Via Astagno: il “market solidale”, una spesa fatta di dignità

Molto più che un "supermercato dei poveri": un servizio gestito con perizia e umanità dalla Caritas diocesana, dove l'aiuto si accompagna al reinserimento sociale e alla promozione dell'individuo

Nella foto: il market solidale di via Astagno

La Caritas diocesana Ancona-Osimo e l’associazione “Santissima Annunziata ONLUS”, site in via Podesti,  hanno da sempre contrastato la povertà del territorio anconetano con una serie di servizi, tra cui quello storico dei pacchi viveri, rivolto a chi avesse bisogno di un aiuto in generi alimentari.
A partire dall’Ottobre scorso, dopo uno studio attento, è nato un nuovo progetto che ha sostituito il classico pacco viveri: il “market solidale”.
L’iter di questo nuovo servizio, ad oggi pienamente operativo, parte dal “centro di ascolto”, dove i volontari incontrano le esigenze delle persone che chiedono aiuto e, sulla base di vari elementi, tra cui il numero di componenti familiari, distribuiscono dei ticket con una quantità di punti che possono essere spesi in maniera gratuita all’interno del market. Si possono trovare alimenti di ogni genere, dalla pasta al riso, dai legumi ai dolciumi, fino agli alimenti freschi come i formaggi, la frutta e la verdura. Inoltre la Caritas mantiene una collaborazione forte con il Comune di Ancona che, attraverso i propri assistenti sociali, segnala alcune persone al centro d’ascolto.

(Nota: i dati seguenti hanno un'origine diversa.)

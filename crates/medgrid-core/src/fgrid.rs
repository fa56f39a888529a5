//! GridF32 - Floating-point sensor grid
//!
//! Holds per-sample gains of a flat-field correction map and the corrected
//! intensities computed from them, where `u16` precision and range are not
//! enough.
//!
//! # Examples
//!
//! ```
//! use medgrid_core::{Grid16, GridF32};
//!
//! let raw = Grid16::from_data(2, 1, vec![100, 200]).unwrap();
//! let gains = GridF32::from_data(2, 1, vec![1.5, 0.5]).unwrap();
//!
//! let flat = GridF32::from_grid(&raw).mul(&gains).unwrap();
//! assert_eq!(flat.data(), &[150.0, 100.0]);
//! ```

use crate::error::{Error, Result};
use crate::grid::Grid16;
use crate::grid::statistics::{corners_mean, top_half_mean};

/// Grid of `f32` samples
///
/// Data is stored in row-major order with no padding, like [`Grid16`].
#[derive(Debug, Clone, PartialEq)]
pub struct GridF32 {
    width: u32,
    height: u32,
    data: Vec<f32>,
}

impl GridF32 {
    /// Create a new grid with all samples set to zero
    ///
    /// # Errors
    ///
    /// Returns `Error::InvalidDimension` if width or height is 0.
    pub fn new(width: u32, height: u32) -> Result<Self> {
        Self::new_with_value(width, height, 0.0)
    }

    /// Create a new grid with all samples set to `value`
    pub fn new_with_value(width: u32, height: u32, value: f32) -> Result<Self> {
        if width == 0 || height == 0 {
            return Err(Error::InvalidDimension { width, height });
        }
        let size = (width as usize) * (height as usize);
        Ok(Self {
            width,
            height,
            data: vec![value; size],
        })
    }

    /// Create a grid from row-major data
    ///
    /// # Errors
    ///
    /// Returns `Error::InvalidDimension` for zero dimensions and
    /// `Error::DataLengthMismatch` if `data.len() != width * height`.
    pub fn from_data(width: u32, height: u32, data: Vec<f32>) -> Result<Self> {
        if width == 0 || height == 0 {
            return Err(Error::InvalidDimension { width, height });
        }
        let expected = (width as usize) * (height as usize);
        if data.len() != expected {
            return Err(Error::DataLengthMismatch {
                width,
                height,
                expected,
                actual: data.len(),
            });
        }
        Ok(Self {
            width,
            height,
            data,
        })
    }

    /// Convert a 16-bit grid sample by sample
    pub fn from_grid(grid: &Grid16) -> Self {
        let (width, height) = grid.dimensions();
        Self {
            width,
            height,
            data: grid.data().iter().map(|&v| f32::from(v)).collect(),
        }
    }

    /// Round to the nearest integer and clamp into `0..=65535`.
    ///
    /// NaN samples become 0.
    pub fn to_grid16(&self) -> Grid16 {
        let data = self
            .data
            .iter()
            .map(|&v| v.round().clamp(0.0, u16::MAX as f32) as u16)
            .collect();
        Grid16::from_validated(self.width, self.height, data)
    }

    #[inline]
    pub fn width(&self) -> u32 {
        self.width
    }

    #[inline]
    pub fn height(&self) -> u32 {
        self.height
    }

    #[inline]
    pub fn dimensions(&self) -> (u32, u32) {
        (self.width, self.height)
    }

    #[inline]
    pub fn len(&self) -> usize {
        self.data.len()
    }

    #[inline]
    pub fn is_empty(&self) -> bool {
        self.data.is_empty()
    }

    /// Get a sample value
    pub fn get_pixel(&self, x: u32, y: u32) -> Result<f32> {
        if x >= self.width || y >= self.height {
            return Err(Error::IndexOutOfBounds {
                index: (y as usize) * (self.width as usize) + (x as usize),
                len: self.data.len(),
            });
        }
        Ok(self.data[(y as usize) * (self.width as usize) + (x as usize)])
    }

    pub fn data(&self) -> &[f32] {
        &self.data
    }

    pub fn data_mut(&mut self) -> &mut [f32] {
        &mut self.data
    }

    pub fn into_data(self) -> Vec<f32> {
        self.data
    }

    /// Multiply two grids element-wise
    ///
    /// # Errors
    ///
    /// Returns `Error::DimensionMismatch` if dimensions don't match.
    pub fn mul(&self, other: &GridF32) -> Result<GridF32> {
        if self.dimensions() != other.dimensions() {
            return Err(Error::DimensionMismatch {
                expected: self.dimensions(),
                actual: other.dimensions(),
            });
        }

        let data = self
            .data
            .iter()
            .zip(other.data.iter())
            .map(|(&a, &b)| a * b)
            .collect();
        Ok(GridF32 {
            width: self.width,
            height: self.height,
            data,
        })
    }

    /// Multiply all samples by a constant (in-place)
    ///
    /// The product is formed in `f64` and rounded once to `f32`.
    pub fn mul_constant(&mut self, factor: f64) {
        for v in &mut self.data {
            *v = (f64::from(*v) * factor) as f32;
        }
    }

    /// Mean of all samples.
    pub fn mean(&self) -> f64 {
        self.data.iter().map(|&v| f64::from(v)).sum::<f64>() / self.data.len() as f64
    }

    /// Mean of the samples at or above the k-th largest, `k = ceil(n / 2)`.
    ///
    /// Same definition as [`Grid16::mean_of_top_half`].
    pub fn mean_of_top_half(&self) -> f64 {
        top_half_mean(&self.data)
    }

    /// Mean over the four corner blocks.
    ///
    /// Same block layout as [`Grid16::mean_of_4_corners`].
    pub fn mean_of_4_corners(&self, corner: u32) -> Result<f64> {
        corners_mean(&self.data, self.width, self.height, corner)
    }
}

Tra i poveri che si rivolgono al market solidale ci sono storie di vita diversissime tra di loro. Il market serve le famiglie, come i giovani coniugi Hernandez: lui, che a 36 anni si ritrova disoccupato, vive insieme alla moglie con 900 euro al mese, non possono contare su aiuti parentali e si prendono cura del loro bambino di due anni. Il market  aiuta anche persone singole come Armando, un uomo di 66 anni, separato, solo, che vive con 744 euro di pensione al mese e una casa di proprietà ma, venendo da una famiglia problematica, ha difficoltà nel gestire questi soldi.
Il sogno dei volontari della Caritas era quello di fare un passo in avanti rispetto al servizio precedente che, per quanto importante, teneva l’utente in una condizione di eccessiva passività.

Ce lo spiega bene Simone Breccia, coordinatore dell’associazione S.S. Annunziata: “Avendo a cuore l’aspetto pedagogico ed educativo, abbiamo pensato che il servizio dei pacchi viveri potesse avere uno scatto in avanti, con il presupposto che oggi, fare la spesa, è diventato un momento importante di scelta in cui possiamo esprimere quasi un voto economico. Si da precedenza ad un prodotto perché è più etico o più conveniente o più congeniale a noi stessi, ma è pur sempre un processo di scelta e questo si sposa benissimo con il nostro progetto di sviluppo di un’autonomia della persona.”
Il market dunque non solo come aiuto ma come fattore di reinserimento sociale. “[…]Questa spesa  - prosegue Breccia – che può essere fatta più volte al mese, facilita anche molto la relazione con i volontari e gli operatori, con cui si instaura una relazione non solo di aiuto, ma di empatia. Cosa che ci permette di vedere una faccia diversa  rispetto la povertà e di dare un contributo alla lotta contro questa, fatta in maniera dignitosa e, mi sembra di poter dire, nell’ottica della promozione dell’individuo.”

Oggi si parla troppo facilmente di ricchi e di poveri ma la povertà, al di là dei tecnicismi e degli stereotipi,racchiude un’infinità di condizioni sociali e storie di vita vissuta. Con il market solidale, l’evoluzione che si cercava c’è sicuramente stata, non tanto per il fatto che oggi una persona può scegliersi il numero di pacchi di pasta, quanto per il fatto che in quel quarto d’ora circa che passerà nel market di via Astagno, potrà essere responsabile di piccole scelte di vita quotidiana e avere un contatto umano che magari mancava da parecchio tempo nella sua vita.